Working with Tom Reeves, the current owner of Edward Reeves Archive (the great-grandson of founder Edward Reeves) and his wife Tania Osband, Lardinois has begun the process of revealing over 150,000 glass plates, the work of the first three generations of Reeves photographers. This unique archive, dating back to 1855, contains the relating ledgers and many account books which means that the people in the pictures can be identified. The original Victorian daylight studio is still in use with original backgrounds and accessories preserved.
The Edward Reeves Archive is a treasure trove of photography and huge credit is due to the Reeves family who have preserved it. UAL are working with Tom Reeves and Tania Osband to open up the archive and share 150 years of local history. In digitising the collection, we are turning it into a resource for photography enthusiasts and scholars as well as our UAL students, providing new insights into the history of photography and social change
Professor Elisabeth Edwards, Research Professor in Photographic History and Director of Photographic History Research Centre, De Montfort University said:
The study of this hitherto hidden archive is one of the most exciting developments in the history of British Photography.

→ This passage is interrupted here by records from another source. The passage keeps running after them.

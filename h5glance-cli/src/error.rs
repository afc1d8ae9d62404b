//! CLI-specific error types with exit codes.
//!
//! This module defines error types specific to the CLI layer,
//! wrapping library errors and providing appropriate exit codes.

use h5glance::Error as LibError;
use std::fmt;
use std::io;
use std::path::PathBuf;

/// CLI-specific error type with exit code mapping.
#[derive(Debug)]
pub enum CliError {
    /// The input path does not name a regular file.
    NotAFile(PathBuf),

    /// The input file is in no format we can open.
    NotRecognized(PathBuf),

    /// Invalid command-line arguments or interactive input.
    InvalidArguments(String),

    /// Library error (wrapped).
    Library(LibError),

    /// I/O error.
    Io(io::Error),
}

impl CliError {
    /// Get the appropriate exit code for this error.
    ///
    /// Exit codes:
    /// - 0: Success (not an error)
    /// - 1: Anything that went wrong after the input was accepted
    /// - 2: The input is not a file, or not a recognised container
    pub fn exit_code(&self) -> i32 {
        match self {
            CliError::NotAFile(_) | CliError::NotRecognized(_) => 2,
            CliError::InvalidArguments(_) | CliError::Library(_) | CliError::Io(_) => 1,
        }
    }

    /// Whether the error is stdout having been closed under us, as with
    /// `h5glance big.h5 | head`.
    pub fn is_broken_pipe(&self) -> bool {
        match self {
            CliError::Io(e) | CliError::Library(LibError::Io(e)) => {
                e.kind() == io::ErrorKind::BrokenPipe
            }
            _ => false,
        }
    }
}

impl fmt::Display for CliError {
    fn fmt(&self, f: &mut fmt::Formatter<'_>) -> fmt::Result {
        match self {
            CliError::NotAFile(path) => write!(f, "Not a file: {}", path.display()),
            CliError::NotRecognized(path) => write!(f, "Not an HDF5 file: {}", path.display()),
            CliError::InvalidArguments(msg) => write!(f, "Invalid arguments: {msg}"),
            CliError::Library(e) => write!(f, "{e}"),
            CliError::Io(e) => write!(f, "I/O error: {e}"),
        }
    }
}

impl std::error::Error for CliError {
    fn source(&self) -> Option<&(dyn std::error::Error + 'static)> {
        match self {
            CliError::Library(e) => Some(e),
            CliError::Io(e) => Some(e),
            _ => None,
        }
    }
}

impl From<LibError> for CliError {
    fn from(e: LibError) -> Self {
        CliError::Library(e)
    }
}

impl From<io::Error> for CliError {
    fn from(e: io::Error) -> Self {
        CliError::Io(e)
    }
}
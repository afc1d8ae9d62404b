//! libhdf5-backed container, enabled by the `hdf5` feature.
//!
//! Structure and values go through the `hdf5` crate. Datatype introspection
//! and link values use `hdf5-sys` directly, since the descriptor API cannot
//! describe non-native layouts such as six-byte integers.

#![allow(unsafe_code)]

use std::collections::hash_map::DefaultHasher;
use std::ffi::{CStr, CString};
use std::hash::{Hash, Hasher};
use std::mem::MaybeUninit;
use std::os::raw::{c_char, c_uint, c_void};
use std::path::Path;
use std::ptr;

use hdf5::types::{VarLenAscii, VarLenUnicode};
use hdf5::{Extents, H5Type, Hyperslab, LocationType, SliceOrIndex};
use hdf5_sys::h5::{hsize_t, H5free_memory};
use hdf5_sys::h5a::H5Aread;
use hdf5_sys::h5i::hid_t;
use hdf5_sys::h5l::{H5L_info_t, H5L_type_t, H5Lget_info, H5Lget_val, H5Lunpack_elink_val};
use hdf5_sys::h5p::H5P_DEFAULT;
use hdf5_sys::h5t::{
    H5T_class_t, H5T_cset_t, H5T_order_t, H5T_sign_t, H5Tclose, H5Tget_array_dims2,
    H5Tget_array_ndims, H5Tget_class, H5Tget_cset, H5Tget_ebias, H5Tget_fields,
    H5Tget_member_name, H5Tget_member_type, H5Tget_nmembers, H5Tget_offset, H5Tget_order,
    H5Tget_precision, H5Tget_sign, H5Tget_size, H5Tget_super, H5Tget_tag, H5Tis_variable_str,
};

use crate::container::selection::Selection;
use crate::container::value::{Array, Scalar, Value};
use crate::container::{
    AttributeInfo, Compression, Container, Layout, LinkKind, ObjectId, ObjectKind, ObjectMeta,
    UNLIMITED,
};
use crate::datatype::{
    ByteOrder, CharacterSet, CompoundMember, Datatype, FloatLayout, ReferenceKind, StringSize,
};
use crate::error::{Error, Result};

const LINK_VALUE_CAPACITY: usize = 4096;

/// A container reading an HDF5 file through libhdf5.
pub struct Hdf5Container {
    file: hdf5::File,
    filename: String,
}

impl Hdf5Container {
    /// Open an HDF5 file read-only.
    ///
    /// # Errors
    ///
    /// Returns [`Error::Hdf5`] if libhdf5 cannot open the file.
    pub fn open(path: &Path) -> Result<Self> {
        Ok(Self {
            file: hdf5::File::open(path)?,
            filename: path.display().to_string(),
        })
    }

    fn group(&self, path: &str) -> Result<hdf5::Group> {
        self.file
            .group(path)
            .map_err(|_| Error::not_found(path))
    }

    fn dataset(&self, path: &str) -> Result<hdf5::Dataset> {
        self.file
            .dataset(path)
            .map_err(|_| Error::not_found(path))
    }

    fn location(&self, path: &str) -> Result<hdf5::Location> {
        match self.file.loc_type_by_name(path) {
            Ok(LocationType::Dataset) => Ok((*self.dataset(path)?).clone()),
            Ok(_) => Ok((*self.group(path)?).clone()),
            Err(_) => Err(Error::not_found(path)),
        }
    }

    /// Classify one member by name, without visiting its siblings.
    fn link_type(group: &hdf5::Group, name: &str) -> Result<H5L_type_t> {
        let c_name = CString::new(name).map_err(|_| Error::not_found(name))?;
        let mut info = MaybeUninit::<H5L_info_t>::uninit();
        let status =
            unsafe { H5Lget_info(group.id(), c_name.as_ptr(), info.as_mut_ptr(), H5P_DEFAULT) };
        if status < 0 {
            return Err(Error::not_found(name));
        }
        Ok(unsafe { info.assume_init() }.type_)
    }

    fn link_value(group: &hdf5::Group, name: &str) -> Result<Vec<u8>> {
        let c_name = CString::new(name).map_err(|_| Error::not_found(name))?;
        let mut buf = vec![0u8; LINK_VALUE_CAPACITY];
        let status = unsafe {
            H5Lget_val(
                group.id(),
                c_name.as_ptr(),
                buf.as_mut_ptr().cast::<c_void>(),
                buf.len(),
                H5P_DEFAULT,
            )
        };
        if status < 0 {
            return Err(Error::Read {
                path: name.to_string(),
                reason: "cannot read link value".to_string(),
            });
        }
        Ok(buf)
    }
}

fn c_string(bytes: &[u8]) -> String {
    let end = bytes.iter().position(|&b| b == 0).unwrap_or(bytes.len());
    String::from_utf8_lossy(&bytes[..end]).into_owned()
}

/// Take ownership of a string allocated by libhdf5.
unsafe fn take_h5_string(raw: *mut c_char) -> String {
    if raw.is_null() {
        return String::new();
    }
    let text = CStr::from_ptr(raw).to_string_lossy().into_owned();
    H5free_memory(raw.cast::<c_void>());
    text
}

fn byte_order(id: hid_t) -> ByteOrder {
    match unsafe { H5Tget_order(id) } {
        H5T_order_t::H5T_ORDER_BE => ByteOrder::BigEndian,
        _ => ByteOrder::LittleEndian,
    }
}
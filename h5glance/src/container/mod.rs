//! The container abstraction every renderer reads from.
//!
//! A [`Container`] exposes an already-opened hierarchical file through a
//! narrow, path-addressed interface: list a group, classify a link, fetch an
//! object's identity and metadata, read attributes and dataset slices.
//! Renderers never see the storage library behind it.
//!
//! Two backends are provided:
//!
//! - [`MemoryContainer`], an in-memory tree that can be built in code or
//!   loaded from a JSON snapshot.
//! - `Hdf5Container`, backed by libhdf5, when the `hdf5` feature is enabled.
//!
//! [`open`] picks the right backend by sniffing the file contents.

pub mod memory;
pub mod selection;
pub mod value;

#[cfg(feature = "hdf5")]
pub mod libhdf5;

use std::fmt;
use std::fs::File;
use std::io::{Read, Seek, SeekFrom};
use std::path::Path;

use serde::{Deserialize, Serialize};

use crate::datatype::Datatype;
use crate::error::{Error, Result};

pub use memory::MemoryContainer;
pub use selection::{ResolvedSelection, Selection, SliceExpr};
pub use value::{Array, Scalar, Value};

/// The 8-byte HDF5 file signature.
pub const HDF5_SIGNATURE: [u8; 8] = [0x89, b'H', b'D', b'F', b'\r', b'\n', 0x1A, b'\n'];

/// Stable identity of a storage object.
///
/// Two paths that are hard links to the same object share an identity.
#[derive(Debug, Clone, Copy, PartialEq, Eq, Hash, PartialOrd, Ord)]
pub struct ObjectId(pub u64);

/// What kind of object lives at a path.
#[derive(Debug, Clone, Copy, PartialEq, Eq)]
pub enum ObjectKind {
    /// A group, which has children.
    Group,
    /// A dataset, which has a datatype and a shape.
    Dataset,
    /// Something else, such as a committed datatype.
    Unknown,
}

/// How a name inside a group refers to its target.
#[derive(Debug, Clone, PartialEq, Eq, Serialize, Deserialize)]
#[serde(tag = "link", rename_all = "snake_case")]
pub enum LinkKind {
    /// A hard link; the target is a real object in this file.
    Hard,
    /// A symbolic link to a path in this file.
    Soft {
        /// The target path, which may not exist.
        target: String,
    },
    /// A symbolic link to a path in another file.
    External {
        /// The other file's name.
        file: String,
        /// The path inside that file.
        path: String,
    },
}

/// Storage layout of a dataset.
#[derive(Debug, Clone, Copy, PartialEq, Eq, Default, Serialize, Deserialize)]
#[serde(rename_all = "snake_case")]
pub enum Layout {
    /// Stored in the object header.
    Compact,
    /// One contiguous block.
    #[default]
    Contiguous,
    /// Split into chunks.
    Chunked,
    /// Mapped from other datasets.
    Virtual,
    /// A layout this crate does not recognise.
    Unknown,
}

impl fmt::Display for Layout {
    fn fmt(&self, f: &mut fmt::Formatter<'_>) -> fmt::Result {
        let name = match self {
            Self::Compact => "Compact",
            Self::Contiguous => "Contiguous",
            Self::Chunked => "Chunked",
            Self::Virtual => "Virtual",
            Self::Unknown => "Unknown",
        };
        f.write_str(name)
    }
}

/// Compression filter applied to a chunked dataset.
#[derive(Debug, Clone, PartialEq, Eq, Serialize, Deserialize)]
pub struct Compression {
    /// Filter name, e.g. `gzip`.
    pub name: String,
    /// Filter options rendered as text, e.g. `4`.
    #[serde(default)]
    pub options: Option<String>,
}

/// Metadata for one object.
#[derive(Debug, Clone, PartialEq)]
pub struct ObjectMeta {
    /// Object kind.
    pub kind: ObjectKind,
    /// Datatype, for datasets.
    pub dtype: Option<Datatype>,
    /// Shape, for datasets. `None` is an empty dataspace, `Some([])` a scalar.
    pub shape: Option<Vec<u64>>,
    /// Maximum shape; [`UNLIMITED`] marks unbounded dimensions.
    pub maxshape: Option<Vec<u64>>,
    /// Storage layout, for datasets.
    pub layout: Option<Layout>,
    /// Chunk shape, for chunked datasets.
    pub chunks: Option<Vec<u64>>,
    /// Compression filter, for chunked datasets.
    pub compression: Option<Compression>,
    /// Number of attributes attached to the object.
    pub num_attrs: usize,
}

impl ObjectMeta {
    /// Metadata for a group with `num_attrs` attributes.
    #[must_use]
    pub const fn group(num_attrs: usize) -> Self {
        Self {
            kind: ObjectKind::Group,
            dtype: None,
            shape: None,
            maxshape: None,
            layout: None,
            chunks: None,
            compression: None,
            num_attrs,
        }
    }

    /// Whether the object is a virtual dataset.
    #[must_use]
    pub fn is_virtual(&self) -> bool {
        self.layout == Some(Layout::Virtual)
    }

    /// Total number of elements; zero for empty dataspaces and groups.
    #[must_use]
    pub fn size(&self) -> u64 {
        self.shape
            .as_deref()
            .map_or(0, |dims| element_count(dims).unwrap_or(u64::MAX))
    }
}

/// Dimension size that marks an unlimited dimension.
pub const UNLIMITED: u64 = u64::MAX;

/// Type and shape of an attribute.
#[derive(Debug, Clone, PartialEq)]
pub struct AttributeInfo {
    /// Attribute datatype.
    pub dtype: Datatype,
    /// Attribute shape, with the same conventions as [`ObjectMeta::shape`].
    pub shape: Option<Vec<u64>>,
}

/// Read access to an opened hierarchical container.
///
/// Objects are addressed by absolute in-file paths such as `/` or
/// `/group1/subgroup1`. Paths handed to [`Container::link_kind`] name the
/// parent group and the child separately so links can be classified without
/// following them.
pub trait Container {
    /// Name of the file the container was opened from.
    fn filename(&self) -> &str;

    /// Whether an object can be reached at `path`.
    fn exists(&self, path: &str) -> bool;

    /// Names of the members of a group, in insertion order.
    ///
    /// # Errors
    ///
    /// Returns [`Error::NotFound`] if `group` does not resolve to a group.
    fn list_children(&self, group: &str) -> Result<Vec<String>>;

    /// Classify the link named `name` inside `group`.
    ///
    /// # Errors
    ///
    /// Returns [`Error::NotFound`] if there is no such member.
    fn link_kind(&self, group: &str, name: &str) -> Result<LinkKind>;

    /// Identity of the object at `path`.
    ///
    /// # Errors
    ///
    /// Returns [`Error::NotFound`] if nothing is at `path`.
    fn identity(&self, path: &str) -> Result<ObjectId>;

    /// Metadata of the object at `path`.
    ///
    /// # Errors
    ///
    /// Returns [`Error::NotFound`] if nothing is at `path`.
    fn metadata(&self, path: &str) -> Result<ObjectMeta>;

    /// Attribute names of the object at `path`, in storage order.
    ///
    /// # Errors
    ///
    /// Returns [`Error::NotFound`] if nothing is at `path`.
    fn attribute_names(&self, path: &str) -> Result<Vec<String>>;

    /// Datatype and shape of one attribute.
    ///
    /// # Errors
    ///
    /// Returns [`Error::NotFound`] for an unknown object or attribute.
    fn attribute_info(&self, path: &str, name: &str) -> Result<AttributeInfo>;

    /// Read an attribute's value.
    ///
    /// # Errors
    ///
    /// Returns [`Error::Read`] when the value cannot be decoded.
    fn read_attribute(&self, path: &str, name: &str) -> Result<Value>;

    /// Read part of a dataset.
    ///
    /// The returned array has one dimension per dataset dimension; callers
    /// that dropped indexed dimensions reshape it themselves.
    ///
    /// # Errors
    ///
    /// Returns [`Error::Selection`] when the selection does not fit the
    /// dataset and [`Error::Read`] when the data cannot be decoded.
    fn read_slice(&self, path: &str, selection: &Selection) -> Result<Array>;
}

/// Join a group path and a member name.
///
/// # Examples
///
/// ```
/// use h5glance::container::join_path;
///
/// assert_eq!(join_path("/", "group1"), "/group1");
/// assert_eq!(join_path("/group1", "dataset2"), "/group1/dataset2");
/// ```
#[must_use]
pub fn join_path(group: &str, name: &str) -> String {
    if group.ends_with('/') {
        format!("{group}{name}")
    } else {
        format!("{group}/{name}")
    }
}

/// Number of elements in a dataspace of `dims`, or `None` if that does not
/// fit in a `u64`.
///
/// # Examples
///
/// ```
/// use h5glance::container::element_count;
///
/// assert_eq!(element_count(&[3, 4]), Some(12));
/// assert_eq!(element_count(&[]), Some(1));
/// assert_eq!(element_count(&[1 << 33, 1 << 33]), None);
/// ```
#[must_use]
pub fn element_count(dims: &[u64]) -> Option<u64> {
    dims.iter().try_fold(1u64, |acc, &d| acc.checked_mul(d))
}

/// Normalise a user-supplied in-file path to an absolute path.
///
/// Empty components are dropped, so `group1//a/` becomes `/group1/a`.
///
/// # Examples
///
/// ```
/// use h5glance::container::normalize_path;
///
/// assert_eq!(normalize_path("group1/subgroup1/"), "/group1/subgroup1");
/// assert_eq!(normalize_path(""), "/");
/// ```
#[must_use]
pub fn normalize_path(path: &str) -> String {
    let parts: Vec<&str> = path.split('/').filter(|p| !p.is_empty()).collect();
    format!("/{}", parts.join("/"))
}

/// The on-disk formats [`open`] understands.
#[derive(Debug, Clone, Copy, PartialEq, Eq)]
pub enum ContainerFormat {
    /// An HDF5 file, recognised by its signature.
    Hdf5,
    /// A JSON snapshot readable by [`MemoryContainer`].
    Snapshot,
}

/// Work out which format a file is in, if any.
///
/// The HDF5 signature may sit at offset 0 or at any power of two from 512
/// onwards (after a user block). A file whose first non-blank byte is `{` is
/// treated as a snapshot.
///
/// # Errors
///
/// Returns [`Error::Io`] if the file cannot be read.
pub fn detect_format(path: &Path) -> Result<Option<ContainerFormat>> {
    let mut file = File::open(path)?;
    let len = file.metadata()?.len();

    let mut offset = 0u64;
    let mut magic = [0u8; 8];
    while offset + 8 <= len {
        file.seek(SeekFrom::Start(offset))?;
        file.read_exact(&mut magic)?;
        if magic == HDF5_SIGNATURE {
            return Ok(Some(ContainerFormat::Hdf5));
        }
        offset = if offset == 0 { 512 } else { offset * 2 };
    }

    file.seek(SeekFrom::Start(0))?;
    let mut head = [0u8; 64];
    let n = file.read(&mut head)?;
    let first = head[..n].iter().find(|b| !b.is_ascii_whitespace());
    if first == Some(&b'{') {
        return Ok(Some(ContainerFormat::Snapshot));
    }
    Ok(None)
}

/// Open a container file with whichever backend understands it.
///
/// # Errors
///
/// - [`Error::UnsupportedInputKind`] if the file is in no known format
/// - [`Error::BackendUnavailable`] for HDF5 files when the `hdf5` feature is
///   off
/// - [`Error::Snapshot`] for malformed snapshots
/// - [`Error::Io`] if the file cannot be read
pub fn open(path: &Path) -> Result<Box<dyn Container>> {
    match detect_format(path)? {
        Some(ContainerFormat::Snapshot) => {
            log::debug!("opening {} as a JSON snapshot", path.display());
            Ok(Box::new(MemoryContainer::from_json_file(path)?))
        }
        Some(ContainerFormat::Hdf5) => open_hdf5(path),
        None => Err(Error::UnsupportedInputKind {
            description: format!("{} is not a recognised container file", path.display()),
        }),
    }
}

#[cfg(feature = "hdf5")]
fn open_hdf5(path: &Path) -> Result<Box<dyn Container>> {
    log::debug!("opening {} with libhdf5", path.display());
    Ok(Box::new(libhdf5::Hdf5Container::open(path)?))
}

#[cfg(not(feature = "hdf5"))]
fn open_hdf5(path: &Path) -> Result<Box<dyn Container>> {
    Err(Error::BackendUnavailable {
        path: path.to_path_buf(),
        backend: "HDF5",
    })
}

#[cfg(test)]
mod tests {
    use super::*;
    use std::io::Write;
    use tempfile::NamedTempFile;

    fn temp_with(bytes: &[u8]) -> NamedTempFile {
        let mut file = NamedTempFile::new().unwrap();
        file.write_all(bytes).unwrap();
        file.flush().unwrap();
        file
    }

    #[test]
    fn test_join_and_normalize() {
        assert_eq!(join_path("/a", "b"), "/a/b");
        assert_eq!(normalize_path("/"), "/");
        assert_eq!(normalize_path("//a//b"), "/a/b");
    }

    #[test]
    fn test_size_saturates_on_huge_shapes() {
        let mut meta = ObjectMeta::group(0);
        assert_eq!(meta.size(), 0);
        meta.shape = Some(vec![4, 5]);
        assert_eq!(meta.size(), 20);
        meta.shape = Some(vec![1 << 33, 1 << 33]);
        assert_eq!(meta.size(), u64::MAX);
        meta.shape = Some(vec![0, u64::MAX, u64::MAX]);
        assert_eq!(meta.size(), 0);
    }

    #[test]
    fn test_detect_signature_at_start() {
        let mut bytes = HDF5_SIGNATURE.to_vec();
        bytes.extend_from_slice(&[0u8; 100]);
        let file = temp_with(&bytes);
        assert_eq!(
            detect_format(file.path()).unwrap(),
            Some(ContainerFormat::Hdf5)
        );
    }

    #[test]
    fn test_detect_signature_after_user_block() {
        let mut bytes = vec![0u8; 1024];
        bytes[512..520].copy_from_slice(&HDF5_SIGNATURE);
        let file = temp_with(&bytes);
        assert_eq!(
            detect_format(file.path()).unwrap(),
            Some(ContainerFormat::Hdf5)
        );
    }

    #[test]
    fn test_detect_snapshot() {
        let file = temp_with(b"  \n{\"root\": {}}");
        assert_eq!(
            detect_format(file.path()).unwrap(),
            Some(ContainerFormat::Snapshot)
        );
    }

    #[test]
    fn test_detect_unknown() {
        let file = temp_with(b"just some text");
        assert_eq!(detect_format(file.path()).unwrap(), None);
        assert!(matches!(
            open(file.path()),
            Err(Error::UnsupportedInputKind { .. })
        ));
    }

    #[cfg(not(feature = "hdf5"))]
    #[test]
    fn test_open_hdf5_without_backend() {
        let file = temp_with(&HDF5_SIGNATURE);
        assert!(matches!(
            open(file.path()),
            Err(Error::BackendUnavailable { .. })
        ));
    }

    #[test]
    fn test_layout_display() {
        assert_eq!(Layout::Chunked.to_string(), "Chunked");
        assert_eq!(Layout::Unknown.to_string(), "Unknown");
    }
}
//! Environment variable handling for configuration.
//!
//! `H5GLANCE_COLORS`, `PAGER` and `H5GLANCE_LOG_MODE` are read here and
//! nowhere else.

use crate::config::schema::{ColorMode, Config};
use crate::error::{Error, Result};
use crate::logging::{LogLevel, LOG_MODE_VAR};
use std::env;

/// Colour toggle variable.
pub const COLORS_VAR: &str = "H5GLANCE_COLORS";

/// Pager command variable.
pub const PAGER_VAR: &str = "PAGER";

/// Handles environment variable overrides for configuration.
///
/// # Examples
///
/// ```no_run
/// use h5glance::config::{Config, EnvironmentConfig};
///
/// let mut config = Config::default();
/// EnvironmentConfig::apply_overrides(&mut config).unwrap();
/// ```
pub struct EnvironmentConfig;

impl EnvironmentConfig {
    /// Apply environment variable overrides to config.
    ///
    /// # Errors
    ///
    /// Returns an error if `H5GLANCE_LOG_MODE` is set to an unknown level or
    /// `PAGER` has unbalanced quotes.
    pub fn apply_overrides(config: &mut Config) -> Result<()> {
        if let Ok(colors) = env::var(COLORS_VAR) {
            config.colors = ColorMode::from_env_value(&colors);
        }

        if let Ok(pager) = env::var(PAGER_VAR) {
            if let Some(command) = Self::parse_pager(&pager)? {
                config.pager = command;
            }
        }

        if let Ok(mode) = env::var(LOG_MODE_VAR) {
            let level = LogLevel::parse(&mode).map_err(|message| Error::Validation {
                field: LOG_MODE_VAR.into(),
                message,
            })?;
            config.log_level = Some(level);
        }

        Ok(())
    }

    /// Build a [`Config`] from defaults plus the environment.
    ///
    /// # Errors
    ///
    /// See [`EnvironmentConfig::apply_overrides`].
    pub fn load() -> Result<Config> {
        let mut config = Config::default();
        Self::apply_overrides(&mut config)?;
        Ok(config)
    }

    /// Split a pager command line the way a POSIX shell would.
    ///
    /// Returns `None` for a blank value so the default pager is kept.
    fn parse_pager(s: &str) -> Result<Option<Vec<String>>> {
        let parts = shlex::split(s).ok_or_else(|| Error::Validation {
            field: PAGER_VAR.into(),
            message: format!("cannot split pager command: {s}"),
        })?;
        Ok(if parts.is_empty() { None } else { Some(parts) })
    }
}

This project has involved working with over 40 local volunteers to digitise the unique accompanying photographic ledgers. These tell us who is in the photographs, where they were taken and how much they cost. These historical details are often unavailable for this type of archive, as although photographic plates have often been preserved, the corresponding paperwork has mostly been lost.The project has been supported by the Heritage Lottery Fund which has provided a £10,000 grant as well as UAL and local private and public funders.
This project was recently featured on BBC Radio 4 Today programme on Saturday 29 October in an interview with Brigitte Lardinois, Senior Research Fellow at UAL. Listen to the interview here (from 1hour 20mins in): http://bbc.in/2dTf8Kq.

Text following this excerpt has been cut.